Content starts
use crate::domain::models::{InstallState, StepStatus};
use crate::error::BootstrapError;
use crate::services::project::Project;
use crate::services::runtime::Runtime;
use crate::services::storage::{manifest_digest, save_install_state, unix_now};
use std::process::{Command, Output};

/// Last few lines of a failed subprocess, for the operator-facing message.
fn failure_tail(out: &Output) -> String {
    let stderr = String::from_utf8_lossy(&out.stderr);
    let text = if stderr.trim().is_empty() {
        String::from_utf8_lossy(&out.stdout).into_owned()
    } else {
        stderr.into_owned()
    };
    let lines: Vec<&str> = text.lines().filter(|l| !l.trim().is_empty()).collect();
    let tail = lines[lines.len().saturating_sub(3)..].join(" | ");
    match out.status.code() {
        Some(code) if tail.is_empty() => format!("exit status {code}"),
        Some(code) => format!("exit status {code}: {tail}"),
        None => format!("terminated by signal: {tail}"),
    }
}

fn log_output(step: &str, out: &Output) {
    for line in String::from_utf8_lossy(&out.stdout).lines() {
        tracing::debug!(step = step, "{line}");
    }
    for line in String::from_utf8_lossy(&out.stderr).lines() {
        tracing::debug!(step = step, "{line}");
    }
}

/// Create the isolated environment unless its interpreter already exists.
pub fn ensure_venv(project: &Project, runtime: &Runtime) -> anyhow::Result<StepStatus> {
    let venv = project.venv_dir();
    if project.venv_python().exists() {
        tracing::info!(path = %venv.display(), "reusing virtual environment");
        return Ok(StepStatus::Reused);
    }

    tracing::info!(path = %venv.display(), "creating virtual environment");
    let out = Command::new(&runtime.interpreter)
        .arg("-m")
        .arg("venv")
        .arg(&venv)
        .current_dir(&project.root)
        .output()?;
    log_output("venv", &out);

    if !out.status.success() || !project.venv_python().exists() {
        return Err(BootstrapError::MissingRuntime {
            tool: "venv".to_string(),
            hint: format!(
                "{} -m venv failed ({}); install the venv module for this interpreter",
                runtime.interpreter.display(),
                failure_tail(&out)
            ),
        }
        .into());
    }
    Ok(StepStatus::Created)
}

/// Install the manifest into the venv and record its fingerprint.
pub fn install_dependencies(project: &Project, runtime: &Runtime) -> anyhow::Result<StepStatus> {
    let manifest = project.manifest();
    if !manifest.is_file() {
        return Err(BootstrapError::DependencyInstall {
            manifest: manifest.display().to_string(),
            reason: "manifest file not found".to_string(),
        }
        .into());
    }

    tracing::info!(manifest = %manifest.display(), "installing dependencies");
    let out = Command::new(project.venv_python())
        .args(["-m", "pip", "install", "-r"])
        .arg(&manifest)
        .current_dir(&project.root)
        .output()?;
    log_output("pip", &out);

    if !out.status.success() {
        return Err(BootstrapError::DependencyInstall {
            manifest: manifest.display().to_string(),
            reason: failure_tail(&out),
        }
        .into());
    }

    let state = InstallState {
        interpreter: runtime.interpreter.display().to_string(),
        venv: project.venv_dir().display().to_string(),
        manifest_sha256: manifest_digest(&manifest)?,
        installed_at: unix_now(),
    };
    save_install_state(project, &state)?;
    Ok(StepStatus::Installed)
}

#[cfg(all(test, unix))]
mod tests {
    use super::*;
    use crate::services::project::load_project;
    use crate::services::storage::load_install_state;
    use std::os::unix::fs::PermissionsExt;
    use std::os::unix::process::ExitStatusExt;
    use std::path::Path;
    use tempfile::TempDir;

    const FAKE_PYTHON: &str = r#"#!/bin/sh
if [ "$1" = "-m" ] && [ "$2" = "venv" ]; then
  mkdir -p "$3/bin" && cp "$0" "$3/bin/python" && chmod +x "$3/bin/python"
  exit 0
fi
if [ "$1" = "-m" ] && [ "$2" = "pip" ] && [ "$3" = "install" ]; then
  if grep -q "does-not-exist" "$5"; then
    echo "ERROR: No matching distribution found for does-not-exist" >&2
    exit 1
  fi
  exit 0
fi
exit 0
"#;

    fn fake_runtime(dir: &Path) -> Runtime {
        let interpreter = dir.join("python3");
        std::fs::write(&interpreter, FAKE_PYTHON).expect("write fake python");
        std::fs::set_permissions(&interpreter, std::fs::Permissions::from_mode(0o755))
            .expect("chmod");
        Runtime { interpreter }
    }

    #[test]
    fn venv_is_created_once_then_reused() {
        let bin = TempDir::new().expect("bin dir");
        let tmp = TempDir::new().expect("project dir");
        let runtime = fake_runtime(bin.path());
        let project = load_project(tmp.path(), None).expect("load");

        assert_eq!(ensure_venv(&project, &runtime).expect("create"), StepStatus::Created);
        assert!(tmp.path().join("venv/bin/python").exists());
        assert_eq!(ensure_venv(&project, &runtime).expect("reuse"), StepStatus::Reused);
    }

    #[test]
    fn install_records_manifest_fingerprint() {
        let bin = TempDir::new().expect("bin dir");
        let tmp = TempDir::new().expect("project dir");
        let runtime = fake_runtime(bin.path());
        std::fs::write(tmp.path().join("requirements.txt"), "flask\n").expect("manifest");
        let project = load_project(tmp.path(), None).expect("load");
        ensure_venv(&project, &runtime).expect("venv");

        assert_eq!(
            install_dependencies(&project, &runtime).expect("install"),
            StepStatus::Installed
        );
        let state = load_install_state(&project).expect("load").expect("state");
        assert_eq!(
            state.manifest_sha256,
            manifest_digest(&tmp.path().join("requirements.txt")).expect("digest")
        );
    }

    #[test]
    fn broken_manifest_fails_without_recording_state() {
        let bin = TempDir::new().expect("bin dir");
        let tmp = TempDir::new().expect("project dir");
        let runtime = fake_runtime(bin.path());
        std::fs::write(tmp.path().join("requirements.txt"), "does-not-exist==0.0\n")
            .expect("manifest");
        let project = load_project(tmp.path(), None).expect("load");
        ensure_venv(&project, &runtime).expect("venv");

        let err = install_dependencies(&project, &runtime).unwrap_err();
        match err.downcast_ref::<BootstrapError>() {
            Some(BootstrapError::DependencyInstall { reason, .. }) => {
                assert!(reason.contains("No matching distribution"), "{reason}");
            }
            other => panic!("unexpected error: {other:?}"),
        }
        assert!(load_install_state(&project).expect("load").is_none());
    }

    #[test]
    fn missing_manifest_is_an_install_error() {
        let bin = TempDir::new().expect("bin dir");
        let tmp = TempDir::new().expect("project dir");
        let runtime = fake_runtime(bin.path());
        let project = load_project(tmp.path(), None).expect("load");

        let err = install_dependencies(&project, &runtime).unwrap_err();
        assert!(matches!(
            err.downcast_ref::<BootstrapError>(),
            Some(BootstrapError::DependencyInstall { .. })
        ));
    }

    #[test]
    fn failure_tail_keeps_last_lines() {
        let out = Output {
            status: std::process::ExitStatus::from_raw(1 << 8),
            stdout: Vec::new(),
            stderr: b"one\ntwo\nthree\nfour\n".to_vec(),
        };
        assert_eq!(failure_tail(&out), "exit status 1: two | three | four");
    }
}
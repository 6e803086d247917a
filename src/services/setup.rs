use crate::domain::models::{SetupReport, SetupStep, StepStatus};
use crate::services::envfile::materialize_config;
use crate::services::project::Project;
use crate::services::runtime::check_prerequisites;
use crate::services::storage::ensure_storage_dir;
use crate::services::venv::{ensure_venv, install_dependencies};
use std::path::Path;

fn step(name: &str, status: StepStatus, path: &Path) -> SetupStep {
    SetupStep {
        name: name.to_string(),
        status,
        path: path.display().to_string(),
    }
}

/// Prerequisites, venv, dependencies, config, storage, in that order. The
/// first failing step aborts the run; nothing is retried or rolled back.
pub fn run_setup(project: &Project) -> anyhow::Result<SetupReport> {
    let runtime = check_prerequisites(project)?;

    let mut steps = Vec::new();
    steps.push(step(
        "venv",
        ensure_venv(project, &runtime)?,
        &project.venv_dir(),
    ));
    steps.push(step(
        "dependencies",
        install_dependencies(project, &runtime)?,
        &project.manifest(),
    ));
    steps.push(step(
        "config",
        materialize_config(project)?,
        &project.env_file(),
    ));
    steps.push(step(
        "storage",
        ensure_storage_dir(project)?,
        &project.storage_dir(),
    ));

    tracing::info!(project = %project.root.display(), "setup complete");
    Ok(SetupReport {
        project_dir: project.root.display().to_string(),
        interpreter: runtime.interpreter.display().to_string(),
        steps,
    })
}
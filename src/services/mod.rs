//! Service layer containing business logic and side-effect helpers.
//!
//! ## Service map
//! - `project.rs`: project root + `ltboot.toml` loading and path resolution.
//! - `runtime.rs`: interpreter/package-manager discovery on `PATH`.
//! - `venv.rs`: isolated environment creation and manifest install.
//! - `envfile.rs`: `.env` parsing, template materialization, redaction.
//! - `storage.rs`: storage directory + install state persistence.
//! - `setup.rs`: the fail-fast setup sequence.
//! - `launch.rs`: environment resolution, launch plans, process hand-off.
//! - `doctor.rs`: read-only prerequisite report.
//! - `container.rs`: container recipe rendering.
//! - `output.rs`: JSON/text output helpers.
//!
//! ## Conventions
//! - Prefer pure helpers where possible.
//! - Side effects should be explicit and localized.
//! - Keep command handlers thin; delegate to services.

pub mod container;
pub mod doctor;
pub mod envfile;
pub mod launch;
pub mod output;
pub mod project;
pub mod runtime;
pub mod setup;
pub mod storage;
pub mod venv;
use crate::domain::models::{CheckItem, CheckReport};
use crate::services::envfile::load_env_file;
use crate::services::launch::resolve_environment;
use crate::services::project::Project;
use crate::services::runtime::{locate_interpreter, probe_package_manager};
use crate::services::storage::{load_install_state, manifest_digest};
use std::collections::BTreeMap;
use std::path::Path;

fn item(name: &str, status: &str, detail: Option<String>) -> CheckItem {
    CheckItem {
        name: name.to_string(),
        status: status.to_string(),
        detail,
    }
}

fn check_exists(name: &str, path: &Path) -> CheckItem {
    item(
        name,
        if path.exists() { "ok" } else { "missing" },
        Some(path.display().to_string()),
    )
}

fn check_dependencies(project: &Project) -> CheckItem {
    let manifest = project.manifest();
    let state = match load_install_state(project) {
        Ok(Some(s)) => s,
        Ok(None) => return item("dependencies", "missing", Some("never installed".into())),
        Err(e) => return item("dependencies", "invalid", Some(e.to_string())),
    };
    match manifest_digest(&manifest) {
        Ok(digest) if digest == state.manifest_sha256 => item(
            "dependencies",
            "ok",
            Some(format!("installed at {}", state.installed_at)),
        ),
        Ok(_) => item(
            "dependencies",
            "stale",
            Some(format!("{} changed since last install", manifest.display())),
        ),
        Err(e) => item("dependencies", "missing", Some(e.to_string())),
    }
}

fn check_required_keys(project: &Project) -> Vec<CheckItem> {
    let vars: BTreeMap<String, String> = load_env_file(&project.env_file())
        .map(|v| v.into_iter().collect())
        .unwrap_or_default();
    project
        .cfg
        .config
        .required_keys
        .iter()
        .map(|key| {
            let status = match vars.get(key) {
                Some(v) if !v.trim().is_empty() => "ok",
                Some(_) => "empty",
                None => "missing",
            };
            item(&format!("secret:{key}"), status, None)
        })
        .collect()
}

/// Read-only inspection of everything `setup` and `run` depend on.
pub fn run_checks(project: &Project, ambient: &BTreeMap<String, String>) -> CheckReport {
    let mut checks = Vec::new();

    match locate_interpreter(project) {
        Some(interpreter) => {
            checks.push(item(
                "interpreter",
                "ok",
                Some(interpreter.display().to_string()),
            ));
            checks.push(match probe_package_manager(&interpreter) {
                Ok(()) => item("package_manager", "ok", None),
                Err(e) => item("package_manager", "missing", Some(e.to_string())),
            });
        }
        None => {
            let tried = project.cfg.runtime.interpreters.join(", ");
            checks.push(item("interpreter", "missing", Some(format!("tried {tried}"))));
            checks.push(item("package_manager", "missing", None));
        }
    }

    checks.push(check_exists("venv", &project.venv_python()));
    checks.push(check_exists("manifest", &project.manifest()));
    checks.push(check_dependencies(project));
    checks.push(check_exists("env_file", &project.env_file()));
    checks.extend(check_required_keys(project));
    checks.push(check_exists("storage", &project.storage_dir()));
    checks.push(check_exists("entrypoint", &project.entrypoint()));
    checks.push(match resolve_environment(project, ambient, None) {
        Ok(env) => item("port", "ok", Some(env.bind(&project.cfg.launch.host))),
        Err(e) => item("port", "invalid", Some(e.to_string())),
    });

    let all_ok = checks.iter().all(|c| c.status == "ok");
    CheckReport {
        overall: if all_ok { "ok" } else { "needs_attention" }.to_string(),
        checks,
    }
}
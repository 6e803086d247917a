use clap::Parser;
use tracing_subscriber::EnvFilter;

mod cli;
mod commands;
mod domain;
mod error;
mod services;

pub use cli::*;
pub use commands::*;
pub use domain::models::*;
pub use error::{error_code, BootstrapError};
pub use services::container::{render_dockerfile, write_dockerfile};
pub use services::doctor::run_checks;
pub use services::envfile::{materialize_config, redact};
pub use services::launch::{launch, plan_launch, resolve_environment};
pub use services::output::{print_error, print_one};
pub use services::project::{load_project, Project};
pub use services::setup::run_setup;

const LOG_ENV: &str = "LTBOOT_LOG";

fn init_logging() {
    let filter = EnvFilter::try_from_env(LOG_ENV).unwrap_or_else(|_| EnvFilter::new("info"));
    let _ = tracing_subscriber::fmt()
        .with_env_filter(filter)
        .with_target(false)
        .with_writer(std::io::stderr)
        .try_init();
}

fn run(cli: &Cli) -> anyhow::Result<()> {
    let project = load_project(&cli.project_dir, cli.config.as_deref())?;

    if handle_bootstrap_commands(cli, &project)? {
        return Ok(());
    }
    if handle_inspect_commands(cli, &project)? {
        return Ok(());
    }
    Ok(())
}

fn main() {
    let cli = Cli::parse();
    init_logging();

    if let Err(err) = run(&cli) {
        print_error(cli.json, error_code(&err), &format!("{err:#}"));
        std::process::exit(1);
    }
}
Content ends
Note every line of the records that holds the word "launch", and copy it.

> _Exercise output_:
//! - `launch.rs`: environment resolution, launch plans, process hand-off.
pub mod launch;
use crate::services::launch::resolve_environment;
        Ok(env) => item("port", "ok", Some(env.bind(&project.cfg.launch.host))),
pub use services::launch::{launch, plan_launch, resolve_environment};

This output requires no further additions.